Kyoko Takeuchi scite author profile

Bone marrow stromal cells (BMSCs) and osteoclasts (OCs) confer multiple myeloma (MM) cell survival through elaborating factors. We demonstrate herein that IL-6 and TNF family cytokines, TNFa, BAFF and APRIL, but not IGF-1 cooperatively enhance the expression of the serine/threonine kinase Pim-2 in MM cells. BMSCs and OCs upregulate Pim-2 expression in MM cells largely via the IL-6/STAT3 and NF-jB pathway, respectively.
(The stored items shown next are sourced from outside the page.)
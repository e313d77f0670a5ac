use crate::types::UploadedFile;
use reqwest::multipart::{Form, Part};

/// One field of a multipart form
#[derive(Debug, Clone, PartialEq, Eq)]
pub enum FormPart {
    Text {
        name: String,
        value: String,
    },
    File {
        name: String,
        file_name: String,
        content_type: String,
        bytes: Vec<u8>,
    },
}

impl FormPart {
    pub fn name(&self) -> &str {
        match self {
            FormPart::Text { name, .. } | FormPart::File { name, .. } => name,
        }
    }
}

/// Transport-independent multipart body.
///
/// Kept separate from `reqwest::multipart::Form` so requests can be inspected
/// in tests and reused across gateways.
#[derive(Debug, Clone, Default, PartialEq, Eq)]
pub struct FormPayload {
    parts: Vec<FormPart>,
}

impl FormPayload {
    pub fn new() -> Self {
        Self::default()
    }

    /// Add a text field
    #[must_use]
    pub fn text<N: Into<String>, V: Into<String>>(mut self, name: N, value: V) -> Self {
        self.parts.push(FormPart::Text {
            name: name.into(),
            value: value.into(),
        });
        self
    }

    /// Add a plain-text file field
    #[must_use]
    pub fn file<N: Into<String>>(mut self, name: N, file: &UploadedFile) -> Self {
        self.parts.push(FormPart::File {
            name: name.into(),
            file_name: file.file_name.clone(),
            content_type: UploadedFile::CONTENT_TYPE.to_string(),
            bytes: file.bytes.clone(),
        });
        self
    }

    pub fn parts(&self) -> &[FormPart] {
        &self.parts
    }

    pub fn is_empty(&self) -> bool {
        self.parts.is_empty()
    }

    /// Value of the first text field called `name`
    pub fn text_value(&self, name: &str) -> Option<&str> {
        self.parts.iter().find_map(|part| match part {
            FormPart::Text { name: n, value } if n == name => Some(value.as_str()),
            _ => None,
        })
    }

    pub fn has_field(&self, name: &str) -> bool {
        self.parts.iter().any(|part| part.name() == name)
    }

    /// Convert into a reqwest multipart form
    pub fn into_multipart(self) -> Result<Form, reqwest::Error> {
        let mut form = Form::new();
        for part in self.parts {
            form = match part {
                FormPart::Text { name, value } => form.text(name, value),
                FormPart::File {
                    name,
                    file_name,
                    content_type,
                    bytes,
                } => {
                    let part = Part::bytes(bytes).file_name(file_name).mime_str(&content_type)?;
                    form.part(name, part)
                }
            };
        }
        Ok(form)
    }
}
use crate::error::{ClientError, Result};
use std::path::Path;

/// Generate default cefr.toml template with comments
pub fn generate_default_config_template() -> String {
    r#"# CEFR client configuration
# Values here can be overridden by the CEFR_API_URL environment variable
# and by command-line flags.

# Base URL of the classification service (serves /api/predict and /api/stats)
base_url = "http://127.0.0.1:8000"

# Request timeout in seconds (1-300)
timeout_seconds = 30

# Language of messages and metric labels: "en" or "uk"
locale = "en"

# Extra headers sent with every request (optional)
# [headers]
# "X-Client" = "cefr-cli"
"#
    .to_string()
}

/// Write the default configuration template.
///
/// Returns `true` when the file was written. An existing file is left alone
/// unless `overwrite` is set.
pub fn write_default_config<P: AsRef<Path>>(path: P, overwrite: bool) -> Result<bool> {
    let path = path.as_ref();

    if path.exists() && !overwrite {
        return Ok(false);
    }

    if let Some(parent) = path.parent().filter(|p| !p.as_os_str().is_empty()) {
        std::fs::create_dir_all(parent).map_err(ClientError::Io)?;
    }

    std::fs::write(path, generate_default_config_template()).map_err(ClientError::Io)?;
    Ok(true)
}

#[cfg(test)]
mod tests {
    use super::*;
    use crate::config::ClientConfig;
    use tempfile::tempdir;

    #[test]
    fn test_template_parses_to_defaults() {
        let config: ClientConfig = toml::from_str(&generate_default_config_template()).unwrap();
        assert_eq!(config, ClientConfig::default());
    }

    #[test]
    fn test_write_default_config() {
        let dir = tempdir().unwrap();
        let path = dir.path().join("nested").join("cefr.toml");

        assert!(write_default_config(&path, false).unwrap());
        assert!(path.exists());

        std::fs::write(&path, "locale = \"uk\"").unwrap();
        assert!(!write_default_config(&path, false).unwrap());
        assert_eq!(std::fs::read_to_string(&path).unwrap(), "locale = \"uk\"");

        assert!(write_default_config(&path, true).unwrap());
        assert!(std::fs::read_to_string(&path).unwrap().contains("base_url"));
    }
}
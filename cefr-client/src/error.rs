use std::path::PathBuf;
use thiserror::Error;

/// Result type alias for cefr-client operations
pub type Result<T> = std::result::Result<T, ClientError>;

/// Errors raised while configuring or constructing the client
#[derive(Debug, Error)]
pub enum ClientError {
    #[error("IO error: {0}")]
    Io(#[from] std::io::Error),

    #[error("Configuration parse error: {0}")]
    ConfigParse(#[from] toml::de::Error),

    #[error("HTTP client error: {0}")]
    Http(#[from] reqwest::Error),

    #[error("URL parse error: {0}")]
    UrlParse(#[from] url::ParseError),

    #[error("Configuration file not found: {path}")]
    ConfigNotFound { path: PathBuf },

    #[error("Invalid configuration: {message}")]
    InvalidConfig { message: String },

    #[error("Unsupported upload {path}: {message}")]
    UnsupportedUpload { path: PathBuf, message: String },

    #[error(transparent)]
    Gateway(#[from] GatewayError),
}

impl ClientError {
    /// Create a new invalid configuration error
    pub fn invalid_config<S: Into<String>>(message: S) -> Self {
        Self::InvalidConfig {
            message: message.into(),
        }
    }

    /// Create a new unsupported upload error
    pub fn unsupported_upload<P: Into<PathBuf>, S: Into<String>>(path: P, message: S) -> Self {
        Self::UnsupportedUpload {
            path: path.into(),
            message: message.into(),
        }
    }
}

/// Transport-level failures of a single request.
///
/// `Network` means the endpoint was never reached; `Transport` means it answered
/// with a non-success status. Callers rely on the distinction to choose between
/// "cannot reach server" and "server rejected request".
#[derive(Debug, Clone, PartialEq, Eq, Error)]
pub enum GatewayError {
    #[error("Cannot reach {url}: {message}")]
    Network { url: String, message: String },

    #[error("Server responded with status {status}")]
    Transport { status: u16, body: String },

    #[error("Failed to decode response from {url}: {message}")]
    Decode { url: String, message: String },

    #[error("Invalid endpoint URL: {0}")]
    InvalidUrl(#[from] url::ParseError),
}

impl GatewayError {
    /// Create a new network error
    pub fn network<U: Into<String>, S: Into<String>>(url: U, message: S) -> Self {
        Self::Network {
            url: url.into(),
            message: message.into(),
        }
    }

    /// Create a new transport error from a non-success response
    pub fn transport<S: Into<String>>(status: u16, body: S) -> Self {
        Self::Transport {
            status,
            body: body.into(),
        }
    }

    /// Create a new decode error
    pub fn decode<U: Into<String>, S: Into<String>>(url: U, message: S) -> Self {
        Self::Decode {
            url: url.into(),
            message: message.into(),
        }
    }

    /// HTTP status of a rejected request
    pub fn status(&self) -> Option<u16> {
        match self {
            Self::Transport { status, .. } => Some(*status),
            _ => None,
        }
    }

    pub fn is_network(&self) -> bool {
        matches!(self, Self::Network { .. })
    }

    /// Human-readable reason supplied by the server, if any.
    ///
    /// Looks at the `detail` field of the JSON error body first, then `message`.
    /// Empty and non-string values are ignored.
    pub fn detail(&self) -> Option<String> {
        let Self::Transport { body, .. } = self else {
            return None;
        };

        let parsed: serde_json::Value = serde_json::from_str(body).ok()?;
        ["detail", "message"].iter().find_map(|key| {
            parsed
                .get(key)
                .and_then(serde_json::Value::as_str)
                .map(str::trim)
                .filter(|text| !text.is_empty())
                .map(str::to_string)
        })
    }
}

#[cfg(test)]
mod tests {
    use super::*;

    #[test]
    fn test_detail_prefers_detail_over_message() {
        let error = GatewayError::transport(400, r#"{"detail": "Add text or a file!", "message": "ignored"}"#);
        assert_eq!(error.detail().as_deref(), Some("Add text or a file!"));
    }

    #[test]
    fn test_detail_falls_back_to_message() {
        let error = GatewayError::transport(500, r#"{"message": "Model not loaded"}"#);
        assert_eq!(error.detail().as_deref(), Some("Model not loaded"));
    }

    #[test]
    fn test_detail_ignores_non_string_and_empty_values() {
        let structured = GatewayError::transport(422, r#"{"detail": [{"loc": ["body", "text"]}]}"#);
        assert_eq!(structured.detail(), None);

        let empty = GatewayError::transport(400, r#"{"detail": "  "}"#);
        assert_eq!(empty.detail(), None);
    }

    #[test]
    fn test_detail_of_non_json_body() {
        let error = GatewayError::transport(502, "<html>Bad Gateway</html>");
        assert_eq!(error.detail(), None);
        assert_eq!(error.status(), Some(502));
    }

    #[test]
    fn test_network_error_has_no_status() {
        let error = GatewayError::network("http://127.0.0.1:9/api/predict", "connection refused");
        assert!(error.is_network());
        assert_eq!(error.status(), None);
        assert_eq!(error.detail(), None);
        assert!(error.to_string().contains("Cannot reach"));
    }

    #[test]
    fn test_invalid_config_helper() {
        let error = ClientError::invalid_config("bad base url");
        assert!(error.to_string().contains("Invalid configuration"));
    }
}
Pim-2 short interfering RNA reduces MM cell viability in cocultures with BMSCs or OCs. Thus, upregulation of Pim-2 appears to be a novel anti-apoptotic mechanism for MM cell survival. Interestingly, the mammalian target of rapamycin inhibitor rapamycin further suppresses the MM cell viability in combination with the Pim-2 silencing. The Pim inhibitor (Z)-5-(4-propoxybenzylidene) thiazolidine-2, 4-dione and the PI3K inhibitor LY294002 cooperatively enhance MM cell death. The Pim inhibitor suppresses 4E-BP1 phosphorylation along with the reduction of Mcl-1 and c-Myc. Pim-2 may therefore become a new target for MM treatment.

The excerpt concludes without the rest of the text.